With Hadoop adoption about to take off over the next five years according to Wikibon, there’s still plenty of companies “kicking the tires” with pilot projects. In order to move past the experimental phase of Hadoop, we’ve distilled five best practices that will help promote the integration of Hadoop in your enterprise.
- Define Your Initial Use Case
Although your end goal may envision a large enterprise data lake, it’s actually your initial use case that will ultimately define the success of your Hadoop project. First, define a use case of a manageable scope that will effectively utilize data ingestion, processing and access.
When defining the use case, start with data access:
- What data are users requiring?
- How will users access data? (e.g. pre-canned reports, data streams, visualizations, batch data extracts, request response)
Work back through your data processing to raw data sources and define latency requirements and data extraction methods. Define the boundaries and implement the initial use case to demonstrate business functionality.
- Utilize Existing Enterprise Frameworks
Enterprise frameworks are the foundation for modern for software platforms. Frameworks such as Spring, Camel, and Jax-RS can be leveraged to provide controlling and monitoring functions for data ingestion, pipelines, data access, communication etc. Frameworks enable easier Hadoop adoption, allowing the focus to center on building business logic rather than re-inventing the wheel developing a series of control processes. Utilizing frameworks used elsewhere within an enterprise also means developers can leverage their existing skill sets, while learning big data technologies.

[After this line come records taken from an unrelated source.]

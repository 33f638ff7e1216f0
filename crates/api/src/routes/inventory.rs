//! Inventory and reservation endpoints.

use std::sync::Arc;

use axum::extract::{Path, State};
use axum::http::StatusCode;
use axum::Json;
use chrono::{DateTime, Duration, Utc};
use common::{Money, ReservationKey, SellerId, VariantId};
use domain::inventory::{InventoryRecord, InventoryReservation};
use inventory::ReserveRequest;
use serde::{Deserialize, Serialize};
use store::{TxHandle, UnitOfWork};
use uuid::Uuid;

use crate::error::ApiError;
use crate::routes::state::AppState;

// -- Request types --

#[derive(Deserialize)]
pub struct CreateRecordBody {
    pub variant_id: Uuid,
    pub seller_id: Uuid,
    pub quantity: i64,
    /// Unit price registered with the pricing collaborator so the
    /// variant is orderable.
    pub unit_price_minor: i64,
}

#[derive(Deserialize)]
pub struct ReserveBody {
    pub variant_id: Uuid,
    pub seller_id: Uuid,
    pub quantity: i64,
    pub reservation_key: String,
    #[serde(default = "default_reference_type")]
    pub reference_type: String,
    #[serde(default = "default_actor")]
    pub reference_id: String,
    #[serde(default = "default_ttl_minutes")]
    pub expires_in_minutes: i64,
    #[serde(default = "default_actor")]
    pub created_by: String,
}

#[derive(Deserialize)]
pub struct ResolveBody {
    #[serde(default = "default_actor")]
    pub actor: String,
    #[serde(default)]
    pub reason: Option<String>,
}

#[derive(Deserialize)]
pub struct CleanupBody {
    #[serde(default = "default_limit")]
    pub limit: usize,
}

fn default_reference_type() -> String {
    "order".to_string()
}

fn default_actor() -> String {
    "api".to_string()
}

fn default_ttl_minutes() -> i64 {
    30
}

fn default_limit() -> usize {
    100
}

// -- Response types --

#[derive(Serialize)]
pub struct RecordResponse {
    pub record_id: String,
    pub variant_id: String,
    pub seller_id: String,
    pub available: i64,
    pub reserved: i64,
}

impl RecordResponse {
    fn from_record(record: &InventoryRecord) -> Self {
        Self {
            record_id: record.id.to_string(),
            variant_id: record.variant_id.to_string(),
            seller_id: record.seller_id.to_string(),
            available: record.available,
            reserved: record.reserved,
        }
    }
}

#[derive(Serialize)]
pub struct ReservationResponse {
    pub reservation_key: String,
    pub status: String,
    pub quantity: i64,
    pub reference_type: String,
    pub reference_id: String,
    pub expires_at: DateTime<Utc>,
}

impl ReservationResponse {
    fn from_reservation(reservation: &InventoryReservation) -> Self {
        Self {
            reservation_key: reservation.reservation_key.to_string(),
            status: reservation.status.to_string(),
            quantity: reservation.quantity,
            reference_type: reservation.reference_type.clone(),
            reference_id: reservation.reference_id.clone(),
            expires_at: reservation.expires_at,
        }
    }
}

#[derive(Serialize)]
pub struct CleanupResponse {
    pub released: Vec<String>,
    pub errors: Vec<String>,
}

// -- Handlers --

/// POST /inventory/records — seed stock for a (variant, seller) pair.
pub async fn create_record<U: UnitOfWork>(
    State(state): State<Arc<AppState<U>>>,
    Json(body): Json<CreateRecordBody>,
) -> Result<(StatusCode, Json<RecordResponse>), ApiError> {
    if body.quantity < 0 {
        return Err(ApiError::BadRequest(
            "quantity must not be negative".to_string(),
        ));
    }
    let variant_id = VariantId::from_uuid(body.variant_id);
    let seller_id = SellerId::from_uuid(body.seller_id);

    let record = InventoryRecord::new(variant_id, seller_id, body.quantity);
    let stored = record.clone();
    state
        .store
        .serializable(move |tx| Box::pin(async move { tx.insert_inventory_record(&stored).await }))
        .await?;
    state
        .pricing
        .set_price(variant_id, Money::from_minor(body.unit_price_minor));

    Ok((
        StatusCode::CREATED,
        Json(RecordResponse::from_record(&record)),
    ))
}

/// GET /inventory/records/{variant_id}/{seller_id} — current quantities.
pub async fn get_record<U: UnitOfWork>(
    State(state): State<Arc<AppState<U>>>,
    Path((variant_id, seller_id)): Path<(Uuid, Uuid)>,
) -> Result<Json<RecordResponse>, ApiError> {
    let variant_id = VariantId::from_uuid(variant_id);
    let seller_id = SellerId::from_uuid(seller_id);

    let record = state
        .store
        .serializable(move |tx| {
            Box::pin(async move { tx.find_inventory_record(variant_id, seller_id).await })
        })
        .await?
        .ok_or_else(|| {
            ApiError::NotFound(format!(
                "no inventory record for {variant_id}/{seller_id}"
            ))
        })?;
    Ok(Json(RecordResponse::from_record(&record)))
}

/// POST /inventory/reservations — reserve stock (idempotent by key).
pub async fn reserve<U: UnitOfWork>(
    State(state): State<Arc<AppState<U>>>,
    Json(body): Json<ReserveBody>,
) -> Result<(StatusCode, Json<ReservationResponse>), ApiError> {
    let reservation = state
        .engine
        .reserve(ReserveRequest {
            variant_id: VariantId::from_uuid(body.variant_id),
            seller_id: SellerId::from_uuid(body.seller_id),
            quantity: body.quantity,
            reservation_key: ReservationKey::new(body.reservation_key),
            reference_type: body.reference_type,
            reference_id: body.reference_id,
            expires_at: Utc::now() + Duration::minutes(body.expires_in_minutes),
            created_by: body.created_by,
        })
        .await?;
    Ok((
        StatusCode::CREATED,
        Json(ReservationResponse::from_reservation(&reservation)),
    ))
}

/// POST /inventory/reservations/{key}/release — return stock.
pub async fn release<U: UnitOfWork>(
    State(state): State<Arc<AppState<U>>>,
    Path(key): Path<String>,
    Json(body): Json<ResolveBody>,
) -> Result<Json<ReservationResponse>, ApiError> {
    let reason = body.reason.unwrap_or_else(|| "released via api".to_string());
    let reservation = state
        .engine
        .release(&ReservationKey::new(key), &body.actor, &reason)
        .await?;
    Ok(Json(ReservationResponse::from_reservation(&reservation)))
}

/// POST /inventory/reservations/{key}/commit — consume stock.
pub async fn commit<U: UnitOfWork>(
    State(state): State<Arc<AppState<U>>>,
    Path(key): Path<String>,
    Json(body): Json<ResolveBody>,
) -> Result<Json<ReservationResponse>, ApiError> {
    let reason = body.reason.unwrap_or_else(|| "committed via api".to_string());
    let reservation = state
        .engine
        .commit(&ReservationKey::new(key), &body.actor, &reason)
        .await?;
    Ok(Json(ReservationResponse::from_reservation(&reservation)))
}

/// POST /inventory/cleanup — release expired reservations.
pub async fn cleanup<U: UnitOfWork>(
    State(state): State<Arc<AppState<U>>>,
    Json(body): Json<CleanupBody>,
) -> Result<Json<CleanupResponse>, ApiError> {
    let report = state.engine.cleanup_expired(body.limit).await?;
    Ok(Json(CleanupResponse {
        released: report.released.iter().map(|k| k.to_string()).collect(),
        errors: report
            .errors
            .iter()
            .map(|(key, err)| format!("{key}: {err}"))
            .collect(),
    }))
}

This approach creates a smoother path to a successful implementation.
- Data Quality and Platform Management
Many early Hadoop projects were offline analytics applications where guarantees of data quality were not of paramount importance. “At most once” or “at least once” paradigms could be implemented to simplify processing and ensure data ingestion provided large enough data sets to derive representational models. Enterprises are now demanding “exactly once”. Thus, to ensure data quality we must design processing with this in mind. Enterprise frameworks assist with dependency management, exception reporting and replay functionality.
Most enterprises have existing system monitoring and exception management tools. Therefore, Hadoop development should work in harmony with these tools to capture exceptions and monitor cluster health, utilization etc. Data reconciliation frameworks are necessary to catch data quality issues and replay data through pipelines to correct issues.
While Hadoop provides replication of storage and redundancy of processing, control processes need to be designed with redundancy in mind. It is of little use for a cluster to replicate everything in triplicate and distribute processing if your control process sits on a single edge node, creating a single point of failure!
- Data Modeling
A common Hadoop misconception is that because it can accept any file type, that means you can dump data into the platform and immediately gain advantage of the platform’s processing power. This is a huge fallacy! In fact, data modeling in Hadoop is of great importance. Data modeling should be tailored primarily to access patterns. To optimize data modeling, you need to gain a deep understanding of how data are to be utilized. Ask these questions:
- How are data accessed?
- What formats are the raw data?
- What is the update frequency of data sets?
- What processing of raw data is required?
Another tip, don’t be afraid of data duplication. Accept that eventual consistency works for many data attributes that change infrequently, or not at all (e.g. date of birth). Take advantage of different file formats like ORC to optimize for access patterns.
- Data Lineage
Applying metadata to incoming data enables tracking of data lineage. This is increasingly important as data sets grow and the Hadoop platform evolves into a multi-facetted data reservoir/lake. Tracking of data lineage provides several valuable features including:
- Tracking of data elements from source to destination(s)
- Tracking data quality and identifying data
- Providing the basis for data access rights
- Cataloging data sets within the Hadoop cluster
- Data retention criteria
Metadata models should be defined before initial implementation. After all, it is very easy to define your models upfront, but very difficult to add to existing data sets after the fact.